(Collection entries)
▼▼▼

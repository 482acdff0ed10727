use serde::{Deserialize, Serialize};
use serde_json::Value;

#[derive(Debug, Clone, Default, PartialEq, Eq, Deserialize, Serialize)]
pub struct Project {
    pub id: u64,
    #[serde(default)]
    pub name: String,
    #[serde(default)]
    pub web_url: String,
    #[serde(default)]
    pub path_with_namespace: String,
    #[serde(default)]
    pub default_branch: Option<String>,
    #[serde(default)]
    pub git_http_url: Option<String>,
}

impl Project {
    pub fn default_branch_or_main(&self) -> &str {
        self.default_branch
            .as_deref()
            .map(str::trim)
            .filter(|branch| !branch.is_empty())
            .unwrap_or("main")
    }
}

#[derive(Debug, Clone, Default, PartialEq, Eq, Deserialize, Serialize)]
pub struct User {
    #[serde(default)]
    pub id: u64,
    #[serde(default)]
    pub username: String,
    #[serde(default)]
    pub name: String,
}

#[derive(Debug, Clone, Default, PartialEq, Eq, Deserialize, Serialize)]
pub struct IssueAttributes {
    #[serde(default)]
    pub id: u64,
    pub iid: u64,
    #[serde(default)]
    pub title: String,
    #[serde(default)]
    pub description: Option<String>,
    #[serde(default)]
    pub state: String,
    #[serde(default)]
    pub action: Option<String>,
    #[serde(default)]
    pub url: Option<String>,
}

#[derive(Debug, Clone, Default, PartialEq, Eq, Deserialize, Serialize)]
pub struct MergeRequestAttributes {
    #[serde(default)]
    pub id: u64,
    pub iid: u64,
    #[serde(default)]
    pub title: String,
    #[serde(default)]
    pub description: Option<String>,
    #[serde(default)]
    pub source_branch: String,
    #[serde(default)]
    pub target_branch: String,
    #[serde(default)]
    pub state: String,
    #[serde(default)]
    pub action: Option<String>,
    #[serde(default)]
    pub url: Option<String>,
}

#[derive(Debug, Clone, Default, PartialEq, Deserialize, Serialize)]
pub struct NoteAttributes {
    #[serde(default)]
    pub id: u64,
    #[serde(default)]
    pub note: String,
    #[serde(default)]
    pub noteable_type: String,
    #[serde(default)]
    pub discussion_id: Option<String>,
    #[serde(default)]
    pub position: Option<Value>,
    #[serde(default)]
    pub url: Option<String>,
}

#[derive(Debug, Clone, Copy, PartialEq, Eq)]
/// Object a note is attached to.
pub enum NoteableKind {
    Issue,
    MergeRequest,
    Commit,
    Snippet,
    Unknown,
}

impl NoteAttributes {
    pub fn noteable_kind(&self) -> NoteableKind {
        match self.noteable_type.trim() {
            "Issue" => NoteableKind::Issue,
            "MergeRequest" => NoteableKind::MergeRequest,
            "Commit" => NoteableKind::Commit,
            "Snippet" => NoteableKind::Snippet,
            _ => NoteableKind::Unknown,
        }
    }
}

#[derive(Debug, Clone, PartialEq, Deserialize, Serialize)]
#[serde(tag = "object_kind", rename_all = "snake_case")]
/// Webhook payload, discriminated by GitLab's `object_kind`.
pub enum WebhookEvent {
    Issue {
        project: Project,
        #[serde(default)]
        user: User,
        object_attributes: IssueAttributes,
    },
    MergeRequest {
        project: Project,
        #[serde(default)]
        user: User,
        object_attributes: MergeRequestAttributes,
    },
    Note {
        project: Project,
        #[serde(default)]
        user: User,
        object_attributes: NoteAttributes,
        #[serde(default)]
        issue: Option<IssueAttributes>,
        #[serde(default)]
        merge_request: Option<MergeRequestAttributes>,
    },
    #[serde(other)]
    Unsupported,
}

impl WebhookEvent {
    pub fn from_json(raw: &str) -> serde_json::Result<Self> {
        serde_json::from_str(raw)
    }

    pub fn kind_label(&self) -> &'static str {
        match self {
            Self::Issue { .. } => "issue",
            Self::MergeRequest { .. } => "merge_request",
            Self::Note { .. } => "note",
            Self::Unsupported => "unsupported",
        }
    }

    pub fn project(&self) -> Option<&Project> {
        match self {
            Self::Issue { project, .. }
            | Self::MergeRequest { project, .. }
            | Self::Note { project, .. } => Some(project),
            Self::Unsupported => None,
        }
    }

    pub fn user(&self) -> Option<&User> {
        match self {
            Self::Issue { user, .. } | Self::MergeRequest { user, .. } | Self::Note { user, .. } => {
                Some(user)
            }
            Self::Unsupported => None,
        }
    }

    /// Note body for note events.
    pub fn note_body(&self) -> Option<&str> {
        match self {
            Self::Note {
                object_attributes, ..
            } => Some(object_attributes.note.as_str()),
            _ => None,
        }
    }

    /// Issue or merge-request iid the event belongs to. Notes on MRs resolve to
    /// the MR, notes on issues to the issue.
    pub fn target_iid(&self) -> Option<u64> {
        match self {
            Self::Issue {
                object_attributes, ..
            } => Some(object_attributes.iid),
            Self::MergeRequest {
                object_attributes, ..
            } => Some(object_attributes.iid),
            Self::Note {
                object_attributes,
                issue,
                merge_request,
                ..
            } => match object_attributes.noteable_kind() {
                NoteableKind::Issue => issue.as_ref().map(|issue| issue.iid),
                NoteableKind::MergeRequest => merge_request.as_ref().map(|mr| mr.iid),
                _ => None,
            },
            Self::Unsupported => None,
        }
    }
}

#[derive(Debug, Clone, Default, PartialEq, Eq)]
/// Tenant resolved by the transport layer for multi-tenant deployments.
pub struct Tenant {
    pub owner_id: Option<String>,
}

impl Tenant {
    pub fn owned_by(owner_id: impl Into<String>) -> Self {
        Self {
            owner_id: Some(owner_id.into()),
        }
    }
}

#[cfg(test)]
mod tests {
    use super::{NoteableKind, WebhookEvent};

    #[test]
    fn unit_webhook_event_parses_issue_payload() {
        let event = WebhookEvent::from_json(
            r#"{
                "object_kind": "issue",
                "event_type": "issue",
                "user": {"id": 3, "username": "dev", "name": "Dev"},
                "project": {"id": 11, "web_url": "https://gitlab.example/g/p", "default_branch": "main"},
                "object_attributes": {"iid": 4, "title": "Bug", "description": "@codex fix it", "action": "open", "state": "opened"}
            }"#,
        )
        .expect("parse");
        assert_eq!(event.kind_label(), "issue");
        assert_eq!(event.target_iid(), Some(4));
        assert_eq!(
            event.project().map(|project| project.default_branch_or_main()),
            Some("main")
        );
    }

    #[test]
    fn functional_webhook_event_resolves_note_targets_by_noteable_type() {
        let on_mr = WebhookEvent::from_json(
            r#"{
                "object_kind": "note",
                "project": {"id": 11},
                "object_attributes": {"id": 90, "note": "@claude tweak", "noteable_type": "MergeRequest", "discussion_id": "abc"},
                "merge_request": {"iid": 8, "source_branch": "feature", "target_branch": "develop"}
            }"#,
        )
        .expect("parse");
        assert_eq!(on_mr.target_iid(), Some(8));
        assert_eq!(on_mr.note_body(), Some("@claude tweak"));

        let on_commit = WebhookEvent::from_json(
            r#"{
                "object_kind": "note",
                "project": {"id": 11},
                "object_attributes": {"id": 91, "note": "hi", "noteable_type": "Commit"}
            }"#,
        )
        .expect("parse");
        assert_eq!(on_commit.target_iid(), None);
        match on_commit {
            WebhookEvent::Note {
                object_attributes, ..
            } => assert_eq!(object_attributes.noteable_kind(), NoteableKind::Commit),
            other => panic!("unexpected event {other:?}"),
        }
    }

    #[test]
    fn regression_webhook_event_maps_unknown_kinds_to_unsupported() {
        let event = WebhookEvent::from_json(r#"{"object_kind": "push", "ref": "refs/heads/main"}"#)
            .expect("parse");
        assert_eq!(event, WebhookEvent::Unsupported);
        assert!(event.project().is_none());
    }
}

▲▲▲

## TASK TO COMPLETE
Your response must consist of all the records, retyped exactly.

## SOLUTION
repository 482acdff0ed10727
use serde::{Deserialize, Serialize};
use serde_json::Value;

#[derive(Debug, Clone, Default, PartialEq, Eq, Deserialize, Serialize)]
pub struct Project {
    pub id: u64,
    #[serde(default)]
    pub name: String,
    #[serde(default)]
    pub web_url: String,
    #[serde(default)]
    pub path_with_namespace: String,
    #[serde(default)]
    pub default_branch: Option<String>,
    #[serde(default)]
    pub git_http_url: Option<String>,
}

impl Project {
    pub fn default_branch_or_main(&self) -> &str {
        self.default_branch
            .as_deref()
            .map(str::trim)
            .filter(|branch| !branch.is_empty())
            .unwrap_or("main")
    }
}

#[derive(Debug, Clone, Default, PartialEq, Eq, Deserialize, Serialize)]
pub struct User {
    #[serde(default)]
    pub id: u64,
    #[serde(default)]
    pub username: String,
    #[serde(default)]
    pub name: String,
}

#[derive(Debug, Clone, Default, PartialEq, Eq, Deserialize, Serialize)]
pub struct IssueAttributes {
    #[serde(default)]
    pub id: u64,
    pub iid: u64,
    #[serde(default)]
    pub title: String,
    #[serde(default)]
    pub description: Option<String>,
    #[serde(default)]
    pub state: String,
    #[serde(default)]
    pub action: Option<String>,
    #[serde(default)]
    pub url: Option<String>,
}

#[derive(Debug, Clone, Default, PartialEq, Eq, Deserialize, Serialize)]
pub struct MergeRequestAttributes {
    #[serde(default)]
    pub id: u64,
    pub iid: u64,
    #[serde(default)]
    pub title: String,
    #[serde(default)]
    pub description: Option<String>,
    #[serde(default)]
    pub source_branch: String,
    #[serde(default)]
    pub target_branch: String,
    #[serde(default)]
    pub state: String,
    #[serde(default)]
    pub action: Option<String>,
    #[serde(default)]
    pub url: Option<String>,
}

#[derive(Debug, Clone, Default, PartialEq, Deserialize, Serialize)]
pub struct NoteAttributes {
    #[serde(default)]
    pub id: u64,
    #[serde(default)]
    pub note: String,
    #[serde(default)]
    pub noteable_type: String,
    #[serde(default)]
    pub discussion_id: Option<String>,
    #[serde(default)]
    pub position: Option<Value>,
    #[serde(default)]
    pub url: Option<String>,
}

#[derive(Debug, Clone, Copy, PartialEq, Eq)]
/// Object a note is attached to.
pub enum NoteableKind {
    Issue,
    MergeRequest,
    Commit,
    Snippet,
    Unknown,
}

impl NoteAttributes {
    pub fn noteable_kind(&self) -> NoteableKind {
        match self.noteable_type.trim() {
            "Issue" => NoteableKind::Issue,
            "MergeRequest" => NoteableKind::MergeRequest,
            "Commit" => NoteableKind::Commit,
            "Snippet" => NoteableKind::Snippet,
            _ => NoteableKind::Unknown,
        }
    }
}

#[derive(Debug, Clone, PartialEq, Deserialize, Serialize)]
#[serde(tag = "object_kind", rename_all = "snake_case")]
/// Webhook payload, discriminated by GitLab's `object_kind`.
pub enum WebhookEvent {
    Issue {
        project: Project,
        #[serde(default)]
        user: User,
        object_attributes: IssueAttributes,
    },
    MergeRequest {
        project: Project,
        #[serde(default)]
        user: User,
        object_attributes: MergeRequestAttributes,
    },
    Note {
        project: Project,
        #[serde(default)]
        user: User,
        object_attributes: NoteAttributes,
        #[serde(default)]
        issue: Option<IssueAttributes>,
        #[serde(default)]
        merge_request: Option<MergeRequestAttributes>,
    },
    #[serde(other)]
    Unsupported,
}

impl WebhookEvent {
    pub fn from_json(raw: &str) -> serde_json::Result<Self> {
        serde_json::from_str(raw)
    }

    pub fn kind_label(&self) -> &'static str {
        match self {
            Self::Issue { .. } => "issue",
            Self::MergeRequest { .. } => "merge_request",
            Self::Note { .. } => "note",
            Self::Unsupported => "unsupported",
        }
    }

    pub fn project(&self) -> Option<&Project> {
        match self {
            Self::Issue { project, .. }
            | Self::MergeRequest { project, .. }
            | Self::Note { project, .. } => Some(project),
            Self::Unsupported => None,
        }
    }

    pub fn user(&self) -> Option<&User> {
        match self {
            Self::Issue { user, .. } | Self::MergeRequest { user, .. } | Self::Note { user, .. } => {
                Some(user)
            }
            Self::Unsupported => None,
        }
    }

    /// Note body for note events.
    pub fn note_body(&self) -> Option<&str> {
        match self {
            Self::Note {
                object_attributes, ..
            } => Some(object_attributes.note.as_str()),
            _ => None,
        }
    }

    /// Issue or merge-request iid the event belongs to. Notes on MRs resolve to
    /// the MR, notes on issues to the issue.
    pub fn target_iid(&self) -> Option<u64> {
        match self {
            Self::Issue {
                object_attributes, ..
            } => Some(object_attributes.iid),
            Self::MergeRequest {
                object_attributes, ..
            } => Some(object_attributes.iid),
            Self::Note {
                object_attributes,
                issue,
                merge_request,
                ..
            } => match object_attributes.noteable_kind() {
                NoteableKind::Issue => issue.as_ref().map(|issue| issue.iid),
                NoteableKind::MergeRequest => merge_request.as_ref().map(|mr| mr.iid),
                _ => None,
            },
            Self::Unsupported => None,
        }
    }
}

#[derive(Debug, Clone, Default, PartialEq, Eq)]
/// Tenant resolved by the transport layer for multi-tenant deployments.
pub struct Tenant {
    pub owner_id: Option<String>,
}

impl Tenant {
    pub fn owned_by(owner_id: impl Into<String>) -> Self {
        Self {
            owner_id: Some(owner_id.into()),
        }
    }
}

#[cfg(test)]
mod tests {
    use super::{NoteableKind, WebhookEvent};

    #[test]
    fn unit_webhook_event_parses_issue_payload() {
        let event = WebhookEvent::from_json(
            r#"{
                "object_kind": "issue",
                "event_type": "issue",
                "user": {"id": 3, "username": "dev", "name": "Dev"},
                "project": {"id": 11, "web_url": "https://gitlab.example/g/p", "default_branch": "main"},
                "object_attributes": {"iid": 4, "title": "Bug", "description": "@codex fix it", "action": "open", "state": "opened"}
            }"#,
        )
        .expect("parse");
        assert_eq!(event.kind_label(), "issue");
        assert_eq!(event.target_iid(), Some(4));
        assert_eq!(
            event.project().map(|project| project.default_branch_or_main()),
            Some("main")
        );
    }

    #[test]
    fn functional_webhook_event_resolves_note_targets_by_noteable_type() {
        let on_mr = WebhookEvent::from_json(
            r#"{
                "object_kind": "note",
                "project": {"id": 11},
                "object_attributes": {"id": 90, "note": "@claude tweak", "noteable_type": "MergeRequest", "discussion_id": "abc"},
                "merge_request": {"iid": 8, "source_branch": "feature", "target_branch": "develop"}
            }"#,
        )
        .expect("parse");
        assert_eq!(on_mr.target_iid(), Some(8));
        assert_eq!(on_mr.note_body(), Some("@claude tweak"));

        let on_commit = WebhookEvent::from_json(
            r#"{
                "object_kind": "note",
                "project": {"id": 11},
                "object_attributes": {"id": 91, "note": "hi", "noteable_type": "Commit"}
            }"#,
        )
        .expect("parse");
        assert_eq!(on_commit.target_iid(), None);
        match on_commit {
            WebhookEvent::Note {
                object_attributes, ..
            } => assert_eq!(object_attributes.noteable_kind(), NoteableKind::Commit),
            other => panic!("unexpected event {other:?}"),
        }
    }

    #[test]
    fn regression_webhook_event_maps_unknown_kinds_to_unsupported() {
        let event = WebhookEvent::from_json(r#"{"object_kind": "push", "ref": "refs/heads/main"}"#)
            .expect("parse");
        assert_eq!(event, WebhookEvent::Unsupported);
        assert!(event.project().is_none());
    }
}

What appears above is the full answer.